Qu’importent les nuées

Il me faut le tenir droit dans les tempêtes


Tandis que les russes en ont ras le Poutine

L’apprenti élyséen s’octroie la une de tous les journaux

Rares sont ceux qui résistent à sa propagande

Nous voici abreuvés d’un non évènement

Le briseur de rêves et de grèves

N’aura pas un mot pour les « dommages collatéraux »

Que sa police pendant cinq ans

Cinq ans de trop

Aura causé

En mains arrachées

En yeux éborgnés

En emprisonnement pour simple délits d’opinion


L’apprenti élyséen vient avec ses sinistres ministres

Au devant de la scène qu’ils occultent de leur stupidité

Comme si

Comme si de rien n’était

Mais avec le soutien de bonne bourgeoisie oligarchique

Mafieux comme ceux qui soutiennent Poutine contre son peuple

Mafieux qui grenouillent comme autant d’« Avida Dollar »


Xavier Lainé


5 mars 2022


dimanche 6 mars 2022

La guerre, sans fin 4

 



Photographie, Xavier Lainé, tous droits réservés


Je lis ici et là que ce sont bouffons qui nous gouvernent, mais regardez les pauvres bouffons se tordre de douleur à cette comparaison !
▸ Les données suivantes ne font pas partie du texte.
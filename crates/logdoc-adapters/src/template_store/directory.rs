//! User template directory, overlaid on another store.
//!
//! A file at `<root>/templates/log_to_Log_java.jinja` replaces the template
//! of the same logical path; anything the directory lacks comes from the
//! fallback (normally the built-in set).

use std::fs;
use std::path::{Path, PathBuf};
use std::sync::Arc;

use logdoc_core::{
    application::{ApplicationError, ports::TemplateStore},
    domain::{RelativeRef, TEMPLATE_ROOT},
    error::LogdocResult,
};
use tracing::{debug, warn};
use walkdir::WalkDir;

pub struct DirectoryTemplateStore {
    root: PathBuf,
    fallback: Option<Arc<dyn TemplateStore>>,
}

impl DirectoryTemplateStore {
    /// `root` is the directory that contains `templates/`.
    pub fn new(root: impl Into<PathBuf>) -> Self {
        Self {
            root: root.into(),
            fallback: None,
        }
    }

    pub fn with_fallback(mut self, fallback: Arc<dyn TemplateStore>) -> Self {
        self.fallback = Some(fallback);
        self
    }

    pub fn root(&self) -> &Path {
        &self.root
    }
}

impl TemplateStore for DirectoryTemplateStore {
    fn load(&self, path: &RelativeRef) -> LogdocResult<Option<String>> {
        let file = path.to_path(&self.root);
        if file.is_file() {
            debug!(template = %path, file = %file.display(), "Using user template");
            return fs::read_to_string(&file)
                .map(Some)
                .map_err(|e| ApplicationError::io(file, "read template", e).into());
        }

        match &self.fallback {
            Some(fallback) => fallback.load(path),
            None => Ok(None),
        }
    }

    fn list(&self) -> LogdocResult<Vec<String>> {
        let mut names = match &self.fallback {
            Some(fallback) => fallback.list()?,
            None => Vec::new(),
        };

        let templates = self.root.join(TEMPLATE_ROOT);
        if templates.is_dir() {
            for entry in WalkDir::new(&templates).min_depth(1) {
                let entry = match entry {
                    Ok(e) => e,
                    Err(e) => {
                        warn!(error = %e, "Skipping unreadable template entry");
                        continue;
                    }
                };
                if !entry.file_type().is_file() {
                    continue;
                }
                let Ok(rel) = entry.path().strip_prefix(&self.root) else {
                    continue;
                };
                let name = rel
                    .components()
                    .map(|c| c.as_os_str().to_string_lossy())
                    .collect::<Vec<_>>()
                    .join("/");
                names.push(name);
            }
        }

        names.sort();
        names.dedup();
        Ok(names)
    }
}

#[cfg(test)]
mod tests {
    use super::*;
    use crate::template_store::EmbeddedTemplateStore;
    use tempfile::TempDir;

    fn user_dir(files: &[(&str, &str)]) -> TempDir {
        let temp = TempDir::new().unwrap();
        for (rel, content) in files {
            let path = temp.path().join(rel);
            fs::create_dir_all(path.parent().unwrap()).unwrap();
            fs::write(path, content).unwrap();
        }
        temp
    }

    #[test]
    fn user_template_overrides_builtin() {
        let temp = user_dir(&[("templates/log_to_Log_java.jinja", "custom")]);
        let store =
            DirectoryTemplateStore::new(temp.path()).with_fallback(Arc::new(EmbeddedTemplateStore));

        let log = RelativeRef::parse("templates/log_to_Log_java.jinja").unwrap();
        let header = RelativeRef::parse("templates/_header.jinja").unwrap();
        assert_eq!(store.load(&log).unwrap().as_deref(), Some("custom"));
        assert!(store.load(&header).unwrap().unwrap().contains("generated by logdoc"));
    }

    #[test]
    fn list_merges_user_and_builtin_names() {
        let temp = user_dir(&[
            ("templates/log_to_Log_java.jinja", "custom"),
            ("templates/kotlin/log_to_Log_java.jinja", "kt"),
        ]);
        let store =
            DirectoryTemplateStore::new(temp.path()).with_fallback(Arc::new(EmbeddedTemplateStore));

        let names = store.list().unwrap();
        assert!(names.contains(&"templates/kotlin/log_to_Log_java.jinja".to_string()));
        assert_eq!(
            names
                .iter()
                .filter(|n| *n == "templates/log_to_Log_java.jinja")
                .count(),
            1
        );
    }

    #[test]
    fn without_fallback_missing_is_none() {
        let temp = user_dir(&[]);
        let store = DirectoryTemplateStore::new(temp.path());
        let r = RelativeRef::parse("templates/log_to_Log_java.jinja").unwrap();
        assert_eq!(store.load(&r).unwrap(), None);
        assert!(store.list().unwrap().is_empty());
    }
}
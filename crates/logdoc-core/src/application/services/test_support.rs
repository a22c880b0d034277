//! In-memory port fakes shared by the service unit tests.

use std::collections::{BTreeMap, BTreeSet, HashMap};
use std::path::{Path, PathBuf};
use std::sync::{Arc, Mutex};

use crate::application::ApplicationError;
use crate::application::ports::{Filesystem, MarkupParser, TemplateStore};
use crate::domain::{
    AttributeRule, AttributeType, ChildRule, ElementRule, LOG_SCHEMA, RelativeRef, Schema,
    SchemaSet, TRANSLATION_BUNDLE_SCHEMA, XmlDocument, XmlElement,
};
use crate::error::LogdocResult;

#[derive(Default)]
struct FsState {
    files: BTreeMap<PathBuf, String>,
    dirs: BTreeSet<PathBuf>,
    read_only: BTreeSet<PathBuf>,
}

#[derive(Clone, Default)]
pub struct FakeFilesystem {
    state: Arc<Mutex<FsState>>,
}

impl FakeFilesystem {
    pub fn new() -> Self {
        Self::default().with_dir("/")
    }

    pub fn with_dir(self, path: impl AsRef<Path>) -> Self {
        {
            let mut state = self.state.lock().unwrap();
            for ancestor in path.as_ref().ancestors() {
                if !ancestor.as_os_str().is_empty() {
                    state.dirs.insert(ancestor.to_path_buf());
                }
            }
        }
        self
    }

    pub fn with_file(self, path: impl AsRef<Path>, content: &str) -> Self {
        let path = path.as_ref();
        let this = match path.parent() {
            Some(parent) => self.with_dir(parent),
            None => self,
        };
        this.state
            .lock()
            .unwrap()
            .files
            .insert(path.to_path_buf(), content.to_string());
        this
    }

    pub fn read_only(self, path: impl AsRef<Path>) -> Self {
        self.state
            .lock()
            .unwrap()
            .read_only
            .insert(path.as_ref().to_path_buf());
        self
    }

    pub fn remove_file(&self, path: impl AsRef<Path>) {
        self.state.lock().unwrap().files.remove(path.as_ref());
    }

    pub fn file(&self, path: impl AsRef<Path>) -> Option<String> {
        self.state.lock().unwrap().files.get(path.as_ref()).cloned()
    }

    pub fn has_dir(&self, path: impl AsRef<Path>) -> bool {
        self.state.lock().unwrap().dirs.contains(path.as_ref())
    }

    pub fn file_count(&self) -> usize {
        self.state.lock().unwrap().files.len()
    }
}

impl Filesystem for FakeFilesystem {
    fn exists(&self, path: &Path) -> bool {
        let state = self.state.lock().unwrap();
        state.dirs.contains(path) || state.files.contains_key(path)
    }

    fn is_dir(&self, path: &Path) -> bool {
        self.state.lock().unwrap().dirs.contains(path)
    }

    fn is_readable(&self, path: &Path) -> bool {
        self.is_dir(path)
    }

    fn is_writable(&self, path: &Path) -> bool {
        self.is_dir(path) && !self.state.lock().unwrap().read_only.contains(path)
    }

    fn create_dir_all(&self, path: &Path) -> LogdocResult<()> {
        let mut state = self.state.lock().unwrap();
        for ancestor in path.ancestors() {
            if state.files.contains_key(ancestor) {
                return Err(ApplicationError::io(
                    path,
                    "create directory",
                    std::io::Error::new(std::io::ErrorKind::AlreadyExists, "file in the way"),
                )
                .into());
            }
        }
        for ancestor in path.ancestors() {
            if !ancestor.as_os_str().is_empty() {
                state.dirs.insert(ancestor.to_path_buf());
            }
        }
        Ok(())
    }

    fn read_to_string(&self, path: &Path) -> LogdocResult<String> {
        self.state
            .lock()
            .unwrap()
            .files
            .get(path)
            .cloned()
            .ok_or_else(|| {
                ApplicationError::NotFound {
                    path: path.to_path_buf(),
                }
                .into()
            })
    }

    fn write_file(&self, path: &Path, content: &str) -> LogdocResult<()> {
        self.state
            .lock()
            .unwrap()
            .files
            .insert(path.to_path_buf(), content.to_string());
        Ok(())
    }
}

/// Returns canned trees by document name; text starting with `!` is
/// treated as malformed.
#[derive(Clone, Default)]
pub struct FakeParser {
    documents: HashMap<String, XmlElement>,
}

impl FakeParser {
    pub fn new() -> Self {
        Self::default()
    }

    pub fn with_document(mut self, name: &str, root: XmlElement) -> Self {
        self.documents.insert(name.to_string(), root);
        self
    }
}

impl MarkupParser for FakeParser {
    fn parse(&self, name: &str, text: &str) -> LogdocResult<XmlDocument> {
        if text.starts_with('!') {
            return Err(ApplicationError::Parse {
                document: name.to_string(),
                reason: "malformed".into(),
            }
            .into());
        }
        let root = self.documents.get(name).cloned().ok_or_else(|| ApplicationError::Parse {
            document: name.to_string(),
            reason: "no fixture".into(),
        })?;
        Ok(XmlDocument::new(name, root))
    }
}

#[derive(Clone, Default)]
pub struct FakeTemplates {
    sources: BTreeMap<String, String>,
}

impl FakeTemplates {
    pub fn with(mut self, path: &str, source: &str) -> Self {
        self.sources.insert(path.to_string(), source.to_string());
        self
    }
}

impl TemplateStore for FakeTemplates {
    fn load(&self, path: &RelativeRef) -> LogdocResult<Option<String>> {
        Ok(self.sources.get(path.as_str()).cloned())
    }

    fn list(&self) -> LogdocResult<Vec<String>> {
        Ok(self.sources.keys().cloned().collect())
    }
}

/// A `log.xml` root for tests: domain, optional public flag, locales and
/// one group with two entries.
pub fn log_root(domain: &str, public: Option<&str>, locales: &[&str]) -> XmlElement {
    let mut root = XmlElement::new("log").with_attribute("domain", domain);
    if let Some(public) = public {
        root.set_attribute("public", public);
    }
    for locale in locales {
        root.push_child(XmlElement::new("translation-bundle").with_attribute("locale", *locale));
    }
    root.push_child(
        XmlElement::new("group")
            .with_attribute("id", "lifespan")
            .with_attribute("name", "Lifespan")
            .with_child(XmlElement::new("entry").with_attribute("id", "1000"))
            .with_child(XmlElement::new("entry").with_attribute("id", "1001")),
    );
    root
}

/// Filesystem and parser fixtures for a definition directory holding
/// `log.xml` and one bundle per locale.
pub fn definition(
    dir: &str,
    root: XmlElement,
    locales: &[&str],
) -> (FakeFilesystem, FakeParser) {
    let mut fs = FakeFilesystem::new().with_file(format!("{dir}/log.xml"), "<log/>");
    let mut parser = FakeParser::new().with_document("log.xml", root);
    for locale in locales {
        let name = format!("translation-bundle-{locale}.xml");
        fs = fs.with_file(format!("{dir}/{name}"), "<translation-bundle/>");
        parser = parser.with_document(
            &name,
            XmlElement::new("translation-bundle").with_child(
                XmlElement::new("translation")
                    .with_attribute("entry", "1000")
                    .with_text("Started"),
            ),
        );
    }
    (fs, parser)
}

fn attr(name: &str, kind: AttributeType, required: bool) -> AttributeRule {
    AttributeRule {
        name: name.into(),
        kind,
        required,
        values: None,
    }
}

fn child(name: &str, min: u32) -> ChildRule {
    ChildRule {
        name: name.into(),
        min,
        max: None,
    }
}

fn element(name: &str, attributes: Vec<AttributeRule>, children: Vec<ChildRule>) -> ElementRule {
    ElementRule {
        name: name.into(),
        attributes,
        children,
        text: false,
    }
}

/// A cut-down pair of schemas matching the fixtures above.
pub fn schemas() -> SchemaSet {
    let log = Schema {
        name: LOG_SCHEMA.into(),
        root: "log".into(),
        elements: vec![
            element(
                "log",
                vec![
                    attr("domain", AttributeType::Namespace, true),
                    attr("public", AttributeType::Boolean, false),
                ],
                vec![child("translation-bundle", 0), child("group", 0)],
            ),
            element(
                "translation-bundle",
                vec![attr("locale", AttributeType::Locale, true)],
                vec![],
            ),
            element(
                "group",
                vec![
                    attr("id", AttributeType::Identifier, true),
                    attr("name", AttributeType::String, true),
                ],
                vec![child("entry", 1)],
            ),
            element(
                "entry",
                vec![
                    attr("id", AttributeType::Identifier, true),
                    attr("level", AttributeType::String, false),
                ],
                vec![],
            ),
        ],
    };
    let bundle = Schema {
        name: TRANSLATION_BUNDLE_SCHEMA.into(),
        root: "translation-bundle".into(),
        elements: vec![
            element("translation-bundle", vec![], vec![child("translation", 0)]),
            ElementRule {
                text: true,
                ..element(
                    "translation",
                    vec![attr("entry", AttributeType::Identifier, true)],
                    vec![],
                )
            },
        ],
    };
    SchemaSet::new(log, bundle)
}
//! Filesystem adapters.

mod local;
mod memory;

pub use local::LocalFilesystem;
pub use memory::MemoryFilesystem;
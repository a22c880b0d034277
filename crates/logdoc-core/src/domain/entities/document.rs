//! Owned markup document tree.
//!
//! Input documents are parsed exactly once (by a `MarkupParser` adapter) into
//! this structure and then shared by validation, the definition model and
//! every template invocation that uses them.

use std::collections::BTreeMap;

use serde::ser::{Serialize, SerializeStruct, Serializer};

/// A parsed input document together with the logical name it was loaded as.
#[derive(Debug, Clone, PartialEq)]
pub struct XmlDocument {
    name: String,
    root: XmlElement,
}

impl XmlDocument {
    pub fn new(name: impl Into<String>, root: XmlElement) -> Self {
        Self {
            name: name.into(),
            root,
        }
    }

    /// Logical name, e.g. `log.xml`.
    pub fn name(&self) -> &str {
        &self.name
    }

    pub fn root(&self) -> &XmlElement {
        &self.root
    }
}

/// One element: local name, attributes and ordered mixed content.
#[derive(Debug, Clone, PartialEq, Default)]
pub struct XmlElement {
    name: String,
    attributes: BTreeMap<String, String>,
    nodes: Vec<XmlNode>,
}

/// Mixed content node.
#[derive(Debug, Clone, PartialEq)]
pub enum XmlNode {
    Element(XmlElement),
    Text(String),
}

impl XmlElement {
    pub fn new(name: impl Into<String>) -> Self {
        Self {
            name: name.into(),
            ..Self::default()
        }
    }

    pub fn with_attribute(mut self, name: impl Into<String>, value: impl Into<String>) -> Self {
        self.attributes.insert(name.into(), value.into());
        self
    }

    pub fn with_child(mut self, child: XmlElement) -> Self {
        self.nodes.push(XmlNode::Element(child));
        self
    }

    pub fn with_text(mut self, text: impl Into<String>) -> Self {
        self.push_text(text);
        self
    }

    pub fn push_child(&mut self, child: XmlElement) {
        self.nodes.push(XmlNode::Element(child));
    }

    /// Append character data, merging with a preceding text node.
    pub fn push_text(&mut self, text: impl Into<String>) {
        let text = text.into();
        if text.is_empty() {
            return;
        }
        match self.nodes.last_mut() {
            Some(XmlNode::Text(previous)) => previous.push_str(&text),
            _ => self.nodes.push(XmlNode::Text(text)),
        }
    }

    pub fn set_attribute(&mut self, name: impl Into<String>, value: impl Into<String>) {
        self.attributes.insert(name.into(), value.into());
    }

    pub fn name(&self) -> &str {
        &self.name
    }

    pub fn attribute(&self, name: &str) -> Option<&str> {
        self.attributes.get(name).map(String::as_str)
    }

    pub fn attributes(&self) -> &BTreeMap<String, String> {
        &self.attributes
    }

    pub fn nodes(&self) -> &[XmlNode] {
        &self.nodes
    }

    pub fn child_elements(&self) -> impl Iterator<Item = &XmlElement> {
        self.nodes.iter().filter_map(|n| match n {
            XmlNode::Element(e) => Some(e),
            XmlNode::Text(_) => None,
        })
    }

    /// Direct children with the given local name, in document order.
    pub fn elements_named<'a>(&'a self, name: &'a str) -> impl Iterator<Item = &'a XmlElement> {
        self.child_elements().filter(move |e| e.name == name)
    }

    /// Concatenated character data of the direct text children.
    pub fn text(&self) -> String {
        self.nodes
            .iter()
            .filter_map(|n| match n {
                XmlNode::Text(t) => Some(t.as_str()),
                XmlNode::Element(_) => None,
            })
            .collect()
    }

    /// `true` if any direct text child contains non-whitespace characters.
    pub fn has_significant_text(&self) -> bool {
        self.nodes.iter().any(|n| match n {
            XmlNode::Text(t) => !t.trim().is_empty(),
            XmlNode::Element(_) => false,
        })
    }
}

// Templates see elements as `{ name, attrs, children, nodes, text }`:
// `children` holds only elements, `nodes` keeps the mixed content in order.
impl Serialize for XmlElement {
    fn serialize<S: Serializer>(&self, serializer: S) -> Result<S::Ok, S::Error> {
        let children: Vec<&XmlElement> = self.child_elements().collect();
        let mut state = serializer.serialize_struct("XmlElement", 6)?;
        state.serialize_field("kind", "element")?;
        state.serialize_field("name", &self.name)?;
        state.serialize_field("attrs", &self.attributes)?;
        state.serialize_field("children", &children)?;
        state.serialize_field("nodes", &self.nodes)?;
        state.serialize_field("text", &self.text())?;
        state.end()
    }
}

impl Serialize for XmlNode {
    fn serialize<S: Serializer>(&self, serializer: S) -> Result<S::Ok, S::Error> {
        match self {
            Self::Element(element) => element.serialize(serializer),
            Self::Text(value) => {
                let mut state = serializer.serialize_struct("XmlText", 2)?;
                state.serialize_field("kind", "text")?;
                state.serialize_field("value", value)?;
                state.end()
            }
        }
    }
}
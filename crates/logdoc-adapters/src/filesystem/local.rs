//! Local filesystem adapter using std::fs.

use std::io;
use std::path::Path;

use logdoc_core::{
    application::{ApplicationError, ports::Filesystem},
    error::{LogdocError, LogdocResult},
};

/// Production filesystem implementation using `std::fs`.
#[derive(Debug, Clone, Copy)]
pub struct LocalFilesystem;

impl LocalFilesystem {
    /// Create a new local filesystem adapter.
    pub fn new() -> Self {
        Self
    }
}

impl Default for LocalFilesystem {
    fn default() -> Self {
        Self::new()
    }
}

impl Filesystem for LocalFilesystem {
    fn exists(&self, path: &Path) -> bool {
        path.exists()
    }

    fn is_dir(&self, path: &Path) -> bool {
        path.is_dir()
    }

    fn is_readable(&self, path: &Path) -> bool {
        std::fs::read_dir(path).is_ok()
    }

    fn is_writable(&self, path: &Path) -> bool {
        std::fs::metadata(path)
            .map(|m| m.is_dir() && !m.permissions().readonly())
            .unwrap_or(false)
    }

    fn create_dir_all(&self, path: &Path) -> LogdocResult<()> {
        std::fs::create_dir_all(path).map_err(|e| map_io_error(path, e, "create directory"))
    }

    fn read_to_string(&self, path: &Path) -> LogdocResult<String> {
        std::fs::read_to_string(path).map_err(|e| match e.kind() {
            io::ErrorKind::NotFound => ApplicationError::NotFound {
                path: path.to_path_buf(),
            }
            .into(),
            io::ErrorKind::InvalidData => ApplicationError::Parse {
                document: path.display().to_string(),
                reason: "not valid UTF-8".into(),
            }
            .into(),
            _ => map_io_error(path, e, "read file"),
        })
    }

    fn write_file(&self, path: &Path, content: &str) -> LogdocResult<()> {
        std::fs::write(path, content).map_err(|e| map_io_error(path, e, "write file"))
    }
}

fn map_io_error(path: &Path, e: io::Error, operation: &'static str) -> LogdocError {
    ApplicationError::io(path, operation, e).into()
}
//! Template stores.

mod directory;
mod embedded;

pub use directory::DirectoryTemplateStore;
pub use embedded::EmbeddedTemplateStore;
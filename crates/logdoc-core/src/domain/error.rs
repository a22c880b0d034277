// ============================================================================
// domain/error.rs - DEFINITION AND SCHEMA ERRORS
// ============================================================================

use thiserror::Error;

/// Root domain error type.
///
/// All errors are:
/// - Cloneable (reports can be kept after the run)
/// - Categorizable (for CLI display)
/// - Actionable (provides suggestions)
#[derive(Debug, Error, Clone, PartialEq)]
pub enum DomainError {
    // ========================================================================
    // Schema validation
    // ========================================================================
    #[error("'{document}' does not conform to the '{schema}' schema ({} violation(s))", violations.len())]
    SchemaViolation {
        schema: String,
        document: String,
        violations: Vec<String>,
    },

    // ========================================================================
    // Definition constraints (checked in every mode)
    // ========================================================================
    #[error("Invalid domain name '{name}': {reason}")]
    InvalidDomainName { name: String, reason: String },

    #[error("Invalid locale '{locale}': {reason}")]
    InvalidLocale { locale: String, reason: String },

    #[error("Locale '{locale}' is declared more than once in '{document}'")]
    DuplicateLocale { locale: String, document: String },

    #[error("Invalid reference '{reference}': {reason}")]
    InvalidReference { reference: String, reason: String },

    #[error("Invalid target '{target}': {reason}")]
    InvalidTarget { target: String, reason: String },

    #[error("Unexpected root element <{found}> in '{document}', expected <{expected}>")]
    UnexpectedRoot {
        document: String,
        expected: String,
        found: String,
    },

    // ========================================================================
    // Constraint Violations
    // ========================================================================
    #[error("Required attribute missing: {element}/@{attribute}")]
    MissingAttribute { element: String, attribute: String },
}

impl DomainError {
    /// Get user-actionable suggestions for fixing this error.
    pub fn suggestions(&self) -> Vec<String> {
        match self {
            Self::SchemaViolation {
                document,
                violations,
                ..
            } => {
                let mut out = vec![format!("Fix the following problems in {document}:")];
                out.extend(violations.iter().map(|v| format!("  • {v}")));
                out
            }
            Self::InvalidDomainName { .. } => vec![
                "Use a dotted namespace such as 'com.example.app'".into(),
                "Each segment must start with a letter or '_'".into(),
            ],
            Self::InvalidLocale { .. } => vec![
                "Locales look like 'en' or 'en_US'".into(),
                "Only letters, digits and '_' are allowed".into(),
            ],
            Self::DuplicateLocale { locale, .. } => vec![
                format!("Remove the second <translation-bundle locale=\"{locale}\"/> declaration"),
            ],
            Self::InvalidTarget { .. } => vec![
                "Targets are simple names such as 'slf4j'".into(),
                "Try: logdoc templates to see the available template sets".into(),
            ],
            Self::InvalidReference { .. } => vec![
                "References are relative to the definition directory".into(),
                "Use '/' separators and no '..' segments".into(),
            ],
            _ => vec!["See documentation for more details".into()],
        }
    }

    /// Error category for CLI display styling.
    pub fn category(&self) -> ErrorCategory {
        match self {
            Self::SchemaViolation { .. }
            | Self::InvalidDomainName { .. }
            | Self::InvalidLocale { .. }
            | Self::DuplicateLocale { .. }
            | Self::UnexpectedRoot { .. }
            | Self::MissingAttribute { .. } => ErrorCategory::Validation,
            Self::InvalidTarget { .. } | Self::InvalidReference { .. } => {
                ErrorCategory::InvalidArgument
            }
        }
    }
}

#[derive(Debug, Clone, Copy, PartialEq, Eq)]
pub enum ErrorCategory {
    Validation,
    InvalidArgument,
}
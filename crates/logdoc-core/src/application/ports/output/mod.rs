//! Driven (output) ports - implemented by infrastructure.
//!
//! These traits define what the application needs from external systems.
//! The `logdoc-adapters` crate provides implementations.

use std::path::Path;
use std::sync::Arc;

use crate::domain::{RelativeRef, TemplateParams, XmlDocument};
use crate::error::LogdocResult;

/// Port for filesystem operations.
///
/// Implemented by:
/// - `logdoc_adapters::filesystem::LocalFilesystem` (production)
/// - `logdoc_adapters::filesystem::MemoryFilesystem` (testing)
///
/// ## Design Notes
///
/// - `read_to_string` reports a missing file as `ApplicationError::NotFound`
/// - Permission checks are best-effort probes, not guarantees
pub trait Filesystem: Send + Sync {
    /// Check if path exists.
    fn exists(&self, path: &Path) -> bool;

    /// Check if path exists and is a directory.
    fn is_dir(&self, path: &Path) -> bool;

    /// Check if a directory can be listed and its files read.
    fn is_readable(&self, path: &Path) -> bool;

    /// Check if new entries can be created under a directory.
    fn is_writable(&self, path: &Path) -> bool;

    /// Create a directory and all parent directories.
    fn create_dir_all(&self, path: &Path) -> LogdocResult<()>;

    /// Read a whole file as UTF-8.
    fn read_to_string(&self, path: &Path) -> LogdocResult<String>;

    /// Write content to a file, replacing whatever was there.
    fn write_file(&self, path: &Path, content: &str) -> LogdocResult<()>;
}

/// Port for turning markup text into a document tree.
///
/// Implemented by `logdoc_adapters::markup::XmlParser`.
pub trait MarkupParser: Send + Sync {
    /// Parse `text`. `name` is only used for diagnostics.
    fn parse(&self, name: &str, text: &str) -> LogdocResult<XmlDocument>;
}

/// Port for template source lookup.
///
/// Implemented by:
/// - `logdoc_adapters::template_store::EmbeddedTemplateStore` (built-in templates)
/// - `logdoc_adapters::template_store::DirectoryTemplateStore` (user overrides)
pub trait TemplateStore: Send + Sync {
    /// Template source for a logical path, `None` when the store lacks it.
    fn load(&self, path: &RelativeRef) -> LogdocResult<Option<String>>;

    /// All logical template paths, sorted.
    fn list(&self) -> LogdocResult<Vec<String>>;
}

/// Capability handed to the template engine for the duration of a render:
/// given a relative reference, produce readable content.
///
/// Implemented by [`crate::application::Resolver`].
pub trait ContentResolver: Send + Sync {
    /// Template (or auxiliary text file) source, `None` if nothing matches.
    fn resolve_template(&self, reference: &str) -> LogdocResult<Option<String>>;

    /// Load and parse an input document from the base directory.
    fn load_document(&self, reference: &str) -> LogdocResult<XmlDocument>;
}

/// Port for template rendering.
///
/// Implemented by `logdoc_adapters::renderer::MiniJinjaEngine`.
#[cfg_attr(test, mockall::automock)]
pub trait TemplateEngine: Send + Sync {
    /// Render `template` against `source`.
    ///
    /// # Arguments
    ///
    /// * `template` - Logical template path, resolved through `resolver`
    /// * `source` - Document bound as `doc`
    /// * `params` - String parameters bound by name
    /// * `resolver` - Lookup for templates, includes and extra documents
    ///
    /// # Errors
    ///
    /// `TemplateConfiguration` when the template is missing or does not
    /// compile, `TemplateExecution` when rendering fails.
    fn render(
        &self,
        template: &str,
        source: &XmlDocument,
        params: &TemplateParams,
        resolver: Arc<dyn ContentResolver>,
    ) -> LogdocResult<String>;
}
Même pas capables de bouffonnerie.


Ils vont sur la tombe d’un général qui refusait l’ordre américain.

Tandis qu’eux ont confié à l’ordre américain l’art de nous défendre.

Tout le monde sait, pourtant, ce qu’il en est, de l’ordre américain.

Mais nul n’en conteste le bien ou mauvais fondé.


À côté de mon drapeau de Paix

J’aurais bien mis le drapeau ukrainien

Mais il m’aurait fallu y ajouter

Ceux de pays qui semblent inconnus

Aux stratèges du désordre mondial


Un drapeau pour le Tibet et pour les Ouïgours

Un drapeau pour les Kurdes

Un autre pour la Palestine


Il m’aurait fallu aussi

Ajouter celui des peuples opprimés

Sous la « protection » de l’ordre américain

Un drapeau pour le Chili et la plupart des pays d’Amérique latine

Un drapeau pour les amérindiens 

Un drapeau pour chaque pays d’Afrique d’où sont venus les esclaves d’Amérique


Il me faudrait pavoiser ma maison de milliers d’oriflammes comme milliers de cris poussés sous les bombes made in France, Russie, USA…

Je n’ai qu’un drapeau de Paix, minuscule et dérisoire, perché à ma fenêtre.